「まず神の国と神の義を求めよ」

 今年のオレンジ郡教会に与えられたみ言葉は、表題の通りである。これは

元旦礼拝で語られたものであるが、かいつまんでご紹介しよう。

 私たちは何につけても思い煩う・・何を食べるか、何を飲むか、何を着るかということなどについて・・
山上の垂訓と言われる主イエスの最初のメッセージには、そんな私たちに、思い煩うなという戒めが
七回も記されている。

 主は言われる、「空の鳥を見よ」と。刈ることも、倉に取り入れることもしないが、天の父は養って
いて下さる。 ましてや人間は彼らよりもさらに優れているではないか。

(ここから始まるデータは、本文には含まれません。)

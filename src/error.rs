//! Centralized error types for archivist.

use std::path::PathBuf;
use thiserror::Error;

use crate::model::ids::{DocId, ThreadId};

/// All errors produced by the archivist library.
#[derive(Error, Debug)]
pub enum ArchiveError {
    /// The store was written by an incompatible schema version.
    #[error("index is version {stored:?} but this build expects {expected:?}")]
    VersionMismatch { stored: String, expected: String },

    /// A label failed the index token syntax check.
    #[error("{0:?} is an invalid label")]
    InvalidLabel(String),

    /// A query string could not be parsed.
    #[error("cannot parse query {query:?}: {reason}")]
    QueryParse { query: String, reason: String },

    /// No message with this docid has been added.
    #[error("unknown message {0}")]
    UnknownMessage(DocId),

    /// No live thread with this id exists.
    #[error("unknown thread {0}")]
    UnknownThread(ThreadId),

    /// The store and the index disagree about an id mapping.
    #[error("corrupt id mapping: {0}")]
    CorruptMapping(String),

    /// A stored record could not be decoded.
    #[error("cannot decode record at '{key}': {reason}")]
    Codec { key: String, reason: String },

    /// I/O error with the associated file path.
    #[error("I/O error on '{path}': {source}")]
    Io {
        path: PathBuf,
        source: std::io::Error,
    },

    /// A persisted store or index file is damaged or has the wrong format.
    #[error("invalid store file '{path}': {reason}")]
    InvalidStore { path: PathBuf, reason: String },
}

/// Convenience alias for `Result<T, ArchiveError>`.
pub type Result<T> = std::result::Result<T, ArchiveError>;

impl ArchiveError {
    /// Create an `Io` variant from a path and an `io::Error`.
    pub fn io(path: impl Into<PathBuf>, source: std::io::Error) -> Self {
        Self::Io {
            path: path.into(),
            source,
        }
    }

    pub(crate) fn codec(key: &str, err: impl std::fmt::Display) -> Self {
        Self::Codec {
            key: key.to_string(),
            reason: err.to_string(),
        }
    }

    /// True when the caller supplied bad input and may retry with different input.
    pub fn is_caller_error(&self) -> bool {
        matches!(
            self,
            Self::InvalidLabel(_)
                | Self::QueryParse { .. }
                | Self::UnknownMessage(_)
                | Self::UnknownThread(_)
        )
    }

    /// True when the store and index have drifted apart or a record is damaged.
    pub fn is_corruption(&self) -> bool {
        matches!(
            self,
            Self::CorruptMapping(_) | Self::Codec { .. } | Self::InvalidStore { .. }
        )
    }
}
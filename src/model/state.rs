//! Message state vocabulary.
//!
//! State is set per message. The mutable part can be changed by callers; the
//! immutable part is derived from message content once, at insertion. Every
//! state word doubles as a reserved label: thread state is unioned into the
//! thread's label set so that `~unread` and friends are searchable.

use std::collections::BTreeSet;
use std::fmt;
use std::str::FromStr;

use serde::{Deserialize, Serialize};

/// A single state flag.
#[derive(Debug, Clone, Copy, PartialEq, Eq, PartialOrd, Ord, Hash, Serialize, Deserialize)]
pub enum MessageState {
    Starred,
    Unread,
    Deleted,
    Attachment,
    Signed,
    Encrypted,
    Draft,
    Sent,
}

/// Set of state flags on a message or thread.
pub type StateSet = BTreeSet<MessageState>;

impl MessageState {
    /// Flags a caller may set or clear.
    pub const MUTABLE: [MessageState; 3] = [Self::Starred, Self::Unread, Self::Deleted];

    /// Flags derived from message content only.
    pub const IMMUTABLE: [MessageState; 5] = [
        Self::Attachment,
        Self::Signed,
        Self::Encrypted,
        Self::Draft,
        Self::Sent,
    ];

    pub fn as_str(self) -> &'static str {
        match self {
            Self::Starred => "starred",
            Self::Unread => "unread",
            Self::Deleted => "deleted",
            Self::Attachment => "attachment",
            Self::Signed => "signed",
            Self::Encrypted => "encrypted",
            Self::Draft => "draft",
            Self::Sent => "sent",
        }
    }

    pub fn is_mutable(self) -> bool {
        Self::MUTABLE.contains(&self)
    }

    /// Whether `word` is reserved by the state vocabulary.
    pub fn is_state_word(word: &str) -> bool {
        word.parse::<MessageState>().is_ok()
    }

    /// Keep only the caller-settable flags named in `words`; anything else,
    /// including immutable flags and unknown words, is dropped.
    pub fn mutable_from_words<W: AsRef<str>>(words: &[W]) -> StateSet {
        words
            .iter()
            .filter_map(|w| w.as_ref().parse::<MessageState>().ok())
            .filter(|s| s.is_mutable())
            .collect()
    }
}

impl fmt::Display for MessageState {
    fn fmt(&self, f: &mut fmt::Formatter<'_>) -> fmt::Result {
        f.write_str(self.as_str())
    }
}

impl FromStr for MessageState {
    type Err = String;

    fn from_str(s: &str) -> Result<Self, Self::Err> {
        Ok(match s {
            "starred" => Self::Starred,
            "unread" => Self::Unread,
            "deleted" => Self::Deleted,
            "attachment" => Self::Attachment,
            "signed" => Self::Signed,
            "encrypted" => Self::Encrypted,
            "draft" => Self::Draft,
            "sent" => Self::Sent,
            other => return Err(format!("unknown state {other:?}")),
        })
    }
}

/// Render a state set as its words, for label unions and display.
pub fn state_words(state: &StateSet) -> BTreeSet<String> {
    state.iter().map(|s| s.as_str().to_string()).collect()
}

#[cfg(test)]
mod tests {
    use super::*;

    #[test]
    fn test_mutable_from_words_drops_everything_else() {
        let got = MessageState::mutable_from_words(&["attachment", "unread", "bogus"]);
        assert_eq!(got, StateSet::from([MessageState::Unread]));
    }

    #[test]
    fn test_state_words_roundtrip() {
        for s in MessageState::MUTABLE.iter().chain(MessageState::IMMUTABLE.iter()) {
            assert_eq!(s.as_str().parse::<MessageState>().unwrap(), *s);
            assert!(MessageState::is_state_word(s.as_str()));
        }
        assert!(!MessageState::is_state_word("inbox"));
    }

    #[test]
    fn test_partition_is_disjoint() {
        for s in MessageState::IMMUTABLE {
            assert!(!s.is_mutable());
        }
    }
}
//! Key namespaces in the key/value store.
//!
//! | key                    | value                          |
//! |------------------------|--------------------------------|
//! | `version`              | schema version string          |
//! | `next_docid`           | next docid to hand out         |
//! | `docid/<hash>`         | docid of a message content hash|
//! | `doc/<docid>`          | `MessageRecord`                |
//! | `state/<docid>`        | message state set              |
//! | `mlabels/<docid>`      | labels mirrored onto a message |
//! | `msnip/<docid>`        | message snippet                |
//! | `threadid/<docid>`     | thread a message belongs to    |
//! | `s2i/<docid>`          | index-local id of a docid      |
//! | `i2s/<index id>`       | docid of an index-local id     |
//! | `pmsgid/<hash>`        | parent content hash            |
//! | `cmsgids/<hash>`       | child content hashes           |
//! | `thread/<tid>`         | `ThreadRecord`                 |
//! | `tlabels/<tid>`        | thread label set               |
//! | `tstate/<tid>`         | thread state set               |
//! | `tsnip/<tid>`          | thread snippet                 |
//! | `turps/<tid>`          | unread participants            |
//! | `labellist`            | every label ever accepted      |
//! | `c/<email>`            | `Contact` by lower-cased email |
//! | `cname/<name>`         | `Contact` by lower-cased name  |

use crate::model::ids::{DocId, IndexDocId, ThreadId};

pub const VERSION: &str = "version";
pub const NEXT_DOCID: &str = "next_docid";
pub const LABEL_LIST: &str = "labellist";
pub const CONTACT_PREFIX: &str = "c/";

pub fn docid_for(safe_msgid: &str) -> String {
    format!("docid/{safe_msgid}")
}

pub fn doc(d: DocId) -> String {
    format!("doc/{d}")
}

pub fn state(d: DocId) -> String {
    format!("state/{d}")
}

pub fn message_labels(d: DocId) -> String {
    format!("mlabels/{d}")
}

pub fn message_snippet(d: DocId) -> String {
    format!("msnip/{d}")
}

pub fn thread_of(d: DocId) -> String {
    format!("threadid/{d}")
}

pub fn store_to_index(d: DocId) -> String {
    format!("s2i/{d}")
}

pub fn index_to_store(i: IndexDocId) -> String {
    format!("i2s/{i}")
}

pub fn parent(safe_msgid: &str) -> String {
    format!("pmsgid/{safe_msgid}")
}

pub fn children(safe_msgid: &str) -> String {
    format!("cmsgids/{safe_msgid}")
}

pub fn thread(t: ThreadId) -> String {
    format!("thread/{t}")
}

pub fn thread_labels(t: ThreadId) -> String {
    format!("tlabels/{t}")
}

pub fn thread_state(t: ThreadId) -> String {
    format!("tstate/{t}")
}

pub fn thread_snippet(t: ThreadId) -> String {
    format!("tsnip/{t}")
}

pub fn unread_participants(t: ThreadId) -> String {
    format!("turps/{t}")
}

/// Every per-thread key, for tearing a thread down when it is absorbed.
pub fn all_thread_keys(t: ThreadId) -> [String; 5] {
    [
        thread(t),
        thread_labels(t),
        thread_state(t),
        thread_snippet(t),
        unread_participants(t),
    ]
}

pub fn contact(email: &str) -> String {
    format!("{CONTACT_PREFIX}{}", email.to_lowercase())
}

pub fn contact_by_name(name: &str) -> String {
    format!("cname/{}", name.to_lowercase())
}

そんな私たちが思い煩ったから
と言って、自分の寿命をわずかでも延ばすことができるのかというと、一秒たりとも出来やしない。
それよりもまず神を求めよ。つまり、神のみ心を求めなさいと言うのである。

 続いて主イエスは言われる、「野の花を見よ」と。彼らは働くことも紡ぎもしない。でも栄華を極めた
イスラエルのソロモン王でさえ、野の花一つほどにも着飾ってはいなかった。どんなに人がぜいを尽くして
自らを飾りたてても、野の一輪の花の美しさにも及ばないというのである。

 わが家の庭には月下美人が咲く。年に二度は咲く。それは夜のほんの数時間だけなのだが、
その数時間のために一年の大半をじっと耐えて待つのである。しかもその花弁のデリケートなこと、
とても言葉では名状できやしない。

 かつて広島ノートルダム清心女子大の理事長をしていた渡辺和子氏は次のように言う、
「一人一人が花だ。小さい花、大きい花、早咲き、遅咲き、店頭に飾られる花、ひっそりと
路傍に咲く花など、じつに様々な種類がある。しかし、どこに咲こうと花の使命は咲くことにある。
自分にしか咲かせられない花を一番美しく咲かすことにある」と。

 一体、私たちは七〇〜百年という人生の中で、どんな花を咲かすというのであろうか。
実際、私たちが咲かすものと言えば、プライド、富、権威という虚栄ではないだろうか。
それらは美しさとはほど遠い。それよりもむしろ神を賛美する言の葉で自らを飾りたいものである。
それが神の国と神の義を求める(マタイ五章)という意味であろう。その時に、私たちは美しい人生の
花を咲かすことが出来るというものである。人に見られようと、見られまいと、天の神に向かって人知れず
咲く花こそ、最も美しい人生の花と言える。この年、一体あなたはどんな花を咲かせてくれるのだろうか。